Dans le Kentucky rural, une mère et sa fille ont décliné une offre record pour vendre la moitié de leurs terres agricoles à un géant de l'intelligence artificielle. Un geste de résistance symbolique, mais aussi le symptôme d'une tension croissante entre l'expansion effrénée des infrastructures numériques et les usages fondamentaux des terres américaines : nourrir, irriguer, habiter.En avril 2025, une société dont l'identité n'a jamais été rendue publique, mais décrite par les propriétaires comme un grand acteur de l'intelligence artificielle, a frappé à la porte d'Ida Huddleston et de sa fille Delsia Bare, propriétaires de quelque 1 200 acres de terres agricoles aux abords de Maysville, dans le nord du Kentucky. La proposition : racheter environ la moitié de cette propriété pour y construire un centre de données.
Le montant offert : 26 millions de dollars. Dans le comté de Mason, les terres agricoles se négocient habituellement autour de 6 000 dollars l'acre ; l'offre représentait donc un multiple d'environ dix fois la valeur marchande habituelle. Pour la plupart des propriétaires ruraux, une telle somme relèverait du jackpot. Delsia Bare n'a pas hésité une seconde.
« Si ça ne tient qu'à moi, je reste et je nourris une nation. 26 millions, ça ne veut rien dire », a-t-elle déclaré à la chaîne locale WKRC. Sa mère, Ida Huddleston, 82 ans, a été encore plus directe sur les promesses de retombées économiques avancées par l'acquéreur : « Je dis qu'ils mentent, et la vérité n'est pas en eux. C'est une arnaque. »
Derrière ce refus, une histoire familiale enracinée dans la terre depuis plusieurs générations. « Mon grand-père, mon arrière-grand-père et toute une famille ont vécu ici pendant des années, payé des impôts dessus, nourri une nation », explique Bare. « On a même cultivé du blé pendant la Grande Dépression et maintenu des distributions de pain aux États-Unis quand les gens n'avaient plus rien. »
Malgré leur refus, le projet avance tout de même : l'acquéreur a revu ses plans en s'appuyant sur les terrains cédés par d'autres propriétaires. Une demande de rezonage a été déposée pour reclasser en zone industrielle près de 28 parcelles agricoles totalisant plus de 2 000 acres aux alentours de Big Pond Pike, Germantown Road et Valley Pike Road. Des réunions publiques de la commission d'urbanisme sont prévues les 25 et 26 mars 2026.
Une ruée vers les terres qui transforme l'Amérique rurale
L'histoire de la famille Bare-Huddleston n'est pas un cas isolé. Elle s'inscrit dans un mouvement de fond qui remodèle en profondeur les territoires ruraux américains. Des promoteurs ont approché plusieurs propriétaires du comté de Mason avec des offres de plusieurs millions de dollars. Dans au moins un cas, un propriétaire s'est vu dire de « fixer lui-même son prix » après avoir décliné une première offre déjà bien supérieure à la valeur historique de son terrain.
Des situations similaires se répètent partout. En Pennsylvanie, un agriculteur a refusé une offre de 15 millions de dollars pour des terres qu'il exploite depuis un demi-siècle. Dans le Wisconsin, un autre a rejeté 80 millions de dollars. Certains propriétaires ont décliné des offres dépassant les 120 000 dollars par acre, un niveau qui aurait été inimaginable il y a encore peu.

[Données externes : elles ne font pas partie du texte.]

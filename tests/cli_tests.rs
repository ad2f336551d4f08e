mod common;

use common::{TestResult, text_sheet};
use std::fs;
use std::process::Command;

fn trellis() -> Command {
    Command::new(env!("CARGO_BIN_EXE_trellis"))
}

#[test]
fn test_cli_writes_to_stdout_and_messages_to_stderr() -> TestResult {
    let dir = tempfile::tempdir()?;
    let sheet = dir.path().join("s.xsl");
    let input = dir.path().join("in.xml");
    fs::write(
        &sheet,
        text_sheet(
            r#"<xsl:param name="sep" select="','"/>
               <xsl:template match="/"><xsl:message>running</xsl:message><xsl:for-each select="r/i"><xsl:value-of select="concat(., $sep)"/></xsl:for-each></xsl:template>"#,
        ),
    )?;
    fs::write(&input, "<r><i>a</i><i>b</i></r>")?;

    let output = trellis()
        .arg(&input)
        .arg("--stylesheet")
        .arg(&sheet)
        .args(["--param", "sep=;"])
        .output()?;
    assert!(output.status.success(), "{}", String::from_utf8_lossy(&output.stderr));
    assert_eq!(String::from_utf8(output.stdout)?, "a;b;");
    assert!(String::from_utf8(output.stderr)?.contains("running"));
    Ok(())
}

#[test]
fn test_cli_output_file_and_method_override() -> TestResult {
    let dir = tempfile::tempdir()?;
    let sheet = dir.path().join("s.xsl");
    let input = dir.path().join("in.xml");
    let out = dir.path().join("out.txt");
    fs::write(
        &sheet,
        common::xml_sheet(r#"<xsl:template match="/"><doc><xsl:value-of select="name(*)"/></doc></xsl:template>"#),
    )?;
    fs::write(&input, "<root/>")?;

    let status = trellis()
        .arg(&input)
        .arg("-s")
        .arg(&sheet)
        .arg("-o")
        .arg(&out)
        .args(["--method", "text"])
        .status()?;
    assert!(status.success());
    assert_eq!(fs::read_to_string(&out)?, "root");
    Ok(())
}

#[test]
fn test_cli_fails_without_stylesheet() -> TestResult {
    let dir = tempfile::tempdir()?;
    let input = dir.path().join("in.xml");
    fs::write(&input, "<r/>")?;

    let output = trellis().arg(&input).output()?;
    assert!(!output.status.success());
    assert!(String::from_utf8(output.stderr)?.contains("No stylesheet"));
    Ok(())
}

#[test]
fn test_cli_rejects_malformed_parameters() -> TestResult {
    let output = trellis().args(["in.xml", "--param", "novalue"]).output()?;
    assert!(!output.status.success());
    Ok(())
}
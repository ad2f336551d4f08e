//! The resumable interpreter.
//!
//! A [`Processor`] runs one transformation of one source tree. It keeps an
//! explicit stack of [`ActionFrame`]s and steps the top frame until the stack
//! is empty or the output asks it to pause. A paused processor picks up
//! exactly where it stopped the next time [`Processor::execute`] is called.

use crate::ast::{ActionId, Avt, CompiledStylesheet, DEFAULT_MODE, ModeId};
use crate::context::{GlobalValue, XsltContext};
use crate::error::XsltError;
use crate::frame::{ActionFrame, Outcome};
use crate::keys::KeyCache;
use crate::output::{OutputResult, RecordBuilder, RecordOutput};
use crate::query_store::{QueryId, ScopeSnapshot};
use std::borrow::Cow;
use std::cell::RefCell;
use std::collections::HashMap;
use std::marker::PhantomData;
use trellis_xpath1::{
    DataSourceNode, EvaluationContext, FunctionRegistry, NodeType, ResultFragment, XPathError, XPathValue,
};

#[derive(Debug, Clone, Copy, PartialEq, Eq)]
pub enum ExecutionStatus {
    Finished,
    /// The sink pushed back. Call `execute` again to continue.
    Suspended,
}

pub struct Processor<'s, 'a, 'o, N: DataSourceNode<'a>> {
    pub(crate) stylesheet: &'s CompiledStylesheet,
    pub(crate) root: N,
    pub(crate) frames: Vec<ActionFrame<N>>,
    /// Output redirection stack. The first builder writes to the caller's
    /// sink; the others capture result tree fragments.
    pub(crate) outputs: Vec<RecordBuilder<'o>>,
    pub(crate) globals: Vec<GlobalValue<N>>,
    pub(crate) parameters: HashMap<String, XPathValue<N>>,
    pub(crate) messages: Vec<String>,
    keys: RefCell<KeyCache<N>>,
    functions: FunctionRegistry,
    mode: ModeId,
    interrupted: bool,
    started: bool,
    finished: bool,
    _source: PhantomData<&'a ()>,
}

impl<'s, 'a, 'o, N: DataSourceNode<'a> + 'a> Processor<'s, 'a, 'o, N> {
    pub fn new(stylesheet: &'s CompiledStylesheet, root: N, sink: impl RecordOutput + 'o) -> Self {
        Processor {
            stylesheet,
            root,
            frames: Vec::new(),
            outputs: vec![RecordBuilder::for_sink(sink)],
            globals: vec![GlobalValue::Pending; stylesheet.globals.len()],
            parameters: HashMap::new(),
            messages: Vec::new(),
            keys: RefCell::new(KeyCache::new()),
            functions: FunctionRegistry::default(),
            mode: DEFAULT_MODE,
            interrupted: false,
            started: false,
            finished: false,
            _source: PhantomData,
        }
    }

    /// Supplies a global parameter. `name` is the expanded name, `{uri}local`
    /// for names in a namespace.
    pub fn with_parameter(mut self, name: &str, value: XPathValue<N>) -> Self {
        if !self.stylesheet.global_names.contains_key(name) {
            log::debug!("Parameter '{}' is not declared by the stylesheet", name);
        }
        self.parameters.insert(name.to_string(), value);
        self
    }

    /// Starts in the named mode instead of the default one. A mode no
    /// template uses leaves only the built-in rules.
    pub fn with_mode(mut self, mode: &str) -> Self {
        self.mode = self
            .stylesheet
            .mode(mode)
            .unwrap_or(self.stylesheet.mode_count());
        self
    }

    /// Texts of the `xsl:message` instructions executed so far.
    pub fn messages(&self) -> &[String] {
        &self.messages
    }

    pub fn is_finished(&self) -> bool {
        self.finished
    }

    /// Number of key tables built so far.
    pub fn key_builds(&self) -> usize {
        self.keys.borrow().builds()
    }

    /// Runs until the transformation is complete or the sink asks for a
    /// pause. After an error the processor must not be resumed.
    pub fn execute(&mut self) -> Result<ExecutionStatus, XsltError> {
        if self.finished {
            return Ok(ExecutionStatus::Finished);
        }
        if !self.started {
            self.started = true;
            let frame = ActionFrame::new(self.stylesheet.root, self.root, 1, 1, self.mode);
            self.push_frame(frame);
        }

        loop {
            let Some(top) = self.frames.len().checked_sub(1) else {
                return self.finish_output();
            };
            let outcome = match self.step(top) {
                Ok(outcome) => outcome,
                Err(XsltError::XPath(XPathError::ValuePending { token, .. })) => {
                    // The step is repeated unchanged once the global is known.
                    self.start_global(token)?;
                    Outcome::Continue
                }
                Err(XsltError::XPath(XPathError::CircularVariable(name))) => {
                    return Err(XsltError::CircularVariable(name));
                }
                Err(e) => return Err(e),
            };
            match outcome {
                Outcome::Continue => {}
                Outcome::Finished => {
                    self.frames.pop();
                }
                Outcome::Suspended => return Ok(ExecutionStatus::Suspended),
            }
            if std::mem::take(&mut self.interrupted) {
                return Ok(ExecutionStatus::Suspended);
            }
        }
    }

    fn finish_output(&mut self) -> Result<ExecutionStatus, XsltError> {
        if self.outputs.len() != 1 {
            return Err(XsltError::execution("output redirection was not closed"));
        }
        if self.output().finish()? == OutputResult::Overflow {
            return Ok(ExecutionStatus::Suspended);
        }
        self.finished = true;
        log::debug!("Transformation finished");
        Ok(ExecutionStatus::Finished)
    }

    pub(crate) fn output(&mut self) -> &mut RecordBuilder<'o> {
        let top = self.outputs.len() - 1;
        &mut self.outputs[top]
    }

    /// Sends one event to the current output. False when the sink overflowed
    /// and the step has to be repeated.
    pub(crate) fn emit<F>(&mut self, event: F) -> Result<bool, XsltError>
    where
        F: FnOnce(&mut RecordBuilder<'o>) -> Result<OutputResult, XsltError>,
    {
        match event(self.output())? {
            OutputResult::Overflow => Ok(false),
            OutputResult::Interrupt => {
                self.interrupted = true;
                Ok(true)
            }
            _ => Ok(true),
        }
    }

    /// Redirects output into a new result tree fragment.
    pub(crate) fn begin_capture(&mut self) {
        self.outputs.push(RecordBuilder::for_fragment());
    }

    pub(crate) fn end_capture(&mut self) -> Result<ResultFragment, XsltError> {
        if self.outputs.len() < 2 {
            return Err(XsltError::execution("no captured output to collect"));
        }
        match self.outputs.pop() {
            Some(builder) => builder.into_fragment(),
            None => Err(XsltError::execution("no captured output to collect")),
        }
    }

    pub(crate) fn push_frame(&mut self, mut frame: ActionFrame<N>) {
        if let Some(slots) = self.stylesheet.action(frame.action).owned_slots() {
            frame.slots = vec![None; slots];
            frame.owner = Some(self.frames.len());
        }
        self.frames.push(frame);
    }

    pub(crate) fn push_child(&mut self, index: usize, action: ActionId) {
        let frame = self.frames[index].child(index, action);
        self.push_frame(frame);
    }

    fn context<'p>(&'p self, index: usize, scope: &'p ScopeSnapshot, current: N) -> XsltContext<'p, N> {
        let locals = self
            .frames
            .get(index)
            .and_then(|frame| frame.owner)
            .and_then(|owner| self.frames.get(owner))
            .map(|owner| owner.slots.as_slice())
            .unwrap_or(&[]);
        XsltContext {
            stylesheet: self.stylesheet,
            scope,
            locals,
            globals: &self.globals,
            current,
            keys: &self.keys,
            functions: &self.functions,
        }
    }

    /// Evaluates a query with an explicit focus, seeing the locals of frame
    /// `index`.
    pub(crate) fn evaluate_at(
        &self,
        index: usize,
        query: QueryId,
        node: N,
        position: usize,
        size: usize,
    ) -> Result<XPathValue<N>, XsltError> {
        let compiled = self.stylesheet.queries.get(query);
        let context = self.context(index, &compiled.scope, node);
        let e_ctx = EvaluationContext::new(node, self.root, &self.functions, position, size, &context);
        Ok(compiled.query()?.evaluate(&e_ctx)?)
    }

    /// Evaluates a query in the context of frame `index`.
    pub(crate) fn evaluate(&self, index: usize, query: QueryId) -> Result<XPathValue<N>, XsltError> {
        let frame = &self.frames[index];
        self.evaluate_at(index, query, frame.node, frame.position, frame.size)
    }

    pub(crate) fn matches_at(&self, index: usize, query: QueryId, node: N) -> Result<bool, XsltError> {
        let compiled = self.stylesheet.queries.get(query);
        let context = self.context(index, &compiled.scope, node);
        let e_ctx = EvaluationContext::new(node, self.root, &self.functions, 1, 1, &context);
        Ok(compiled.query()?.matches(node, &e_ctx)?)
    }

    pub(crate) fn avt(&self, index: usize, avt: &'s Avt) -> Result<Cow<'s, str>, XsltError> {
        avt.evaluate_with(|query| Ok(self.evaluate(index, query)?.to_string()))
    }

    /// Template resolution: the module's own rules, then its imports from
    /// the last declared to the first. Returns the template and the module
    /// it was found in.
    pub(crate) fn find_template(
        &self,
        index: usize,
        module: usize,
        mode: ModeId,
        node: N,
    ) -> Result<Option<(ActionId, usize)>, XsltError> {
        let Some(stylesheet_module) = self.stylesheet.modules.get(module) else {
            return Ok(None);
        };
        if let Some(manager) = stylesheet_module.managers.get(&mode) {
            for entry in manager.candidates() {
                if self.matches_at(index, entry.pattern, node)? {
                    return Ok(Some((entry.template, module)));
                }
            }
        }
        for &import in stylesheet_module.imports.iter().rev() {
            if let Some(found) = self.find_template(index, import, mode, node)? {
                return Ok(Some(found));
            }
        }
        Ok(None)
    }

    fn builtin_rule(&self, node: N) -> Option<ActionId> {
        match node.node_type() {
            NodeType::Root | NodeType::Element => Some(self.stylesheet.builtin_apply),
            NodeType::Text | NodeType::Attribute => Some(self.stylesheet.builtin_text),
            NodeType::Comment | NodeType::ProcessingInstruction | NodeType::Namespace => None,
        }
    }

    /// Pushes the frame for a resolved template rule, or for the built-in
    /// rule when nothing matched.
    #[allow(clippy::too_many_arguments)]
    pub(crate) fn push_rule(
        &mut self,
        index: usize,
        node: N,
        position: usize,
        size: usize,
        mode: ModeId,
        found: Option<(ActionId, usize)>,
        params: HashMap<String, XPathValue<N>>,
    ) {
        let (action, rule) = match found {
            Some((template, module)) => (template, Some(module)),
            None => match self.builtin_rule(node) {
                Some(builtin) => (builtin, None),
                None => return,
            },
        };
        let mut frame = ActionFrame::new(action, node, position, size, mode);
        frame.rule = rule;
        frame.parent = Some(index);
        frame.received = params;
        self.push_frame(frame);
    }
}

Pourquoi ces offres si démesurées ? En 2025, les géants de la tech ont dépensé près de 580 milliards de dollars pour convertir des champs, des déserts et des usines abandonnées en infrastructures d'IA. Pour soutenir la croissance rapide de l'IA et du cloud, les entreprises technologiques se battent pour sécuriser ce que le secteur appelle des « terrains alimentés en énergie » : de grandes parcelles avec accès à l'électricité en quantité, à l'eau et à des règles d'urbanisme favorables. À l'échelle mondiale, environ 40 000 acres de ce type de terrain seraient nécessaires pour les nouveaux projets de centres de données au cours des cinq prochaines années, soit environ le double de ce qui est actuellement en exploitation.
Le phénomène bouleverse aussi les marchés fonciers locaux. À Columbus, dans l'Ohio, des terres agricoles autrefois valorisées à 30 000 dollars l'acre dépassent 150 000 dollars après rezonage en vue d'un centre de données. Des tendances similaires émergent partout : à Reno, les valeurs foncières ont quadruplé en cinq ans ; dans l'Utah, des parcelles jadis estimées à 50 000 dollars approchent désormais les 400 000 dollars.
L'eau, la grande oubliée des promesses de prospérité
Ida Huddleston ne se bat pas seulement pour préserver un héritage familial. Elle soulève un enjeu que les entreprises technologiques préfèrent minimiser : la question de l'eau. « Ils nous appellent de vieux agriculteurs stupides, mais nous ne le sommes pas. Nous voyons notre nourriture disparaître, nos terres disparaître, et nous n'avons plus d'eau », a-t-elle dit. Des mots qui résonnent d'autant plus fort que des précédents concrets existent à quelques centaines de kilomètres de là.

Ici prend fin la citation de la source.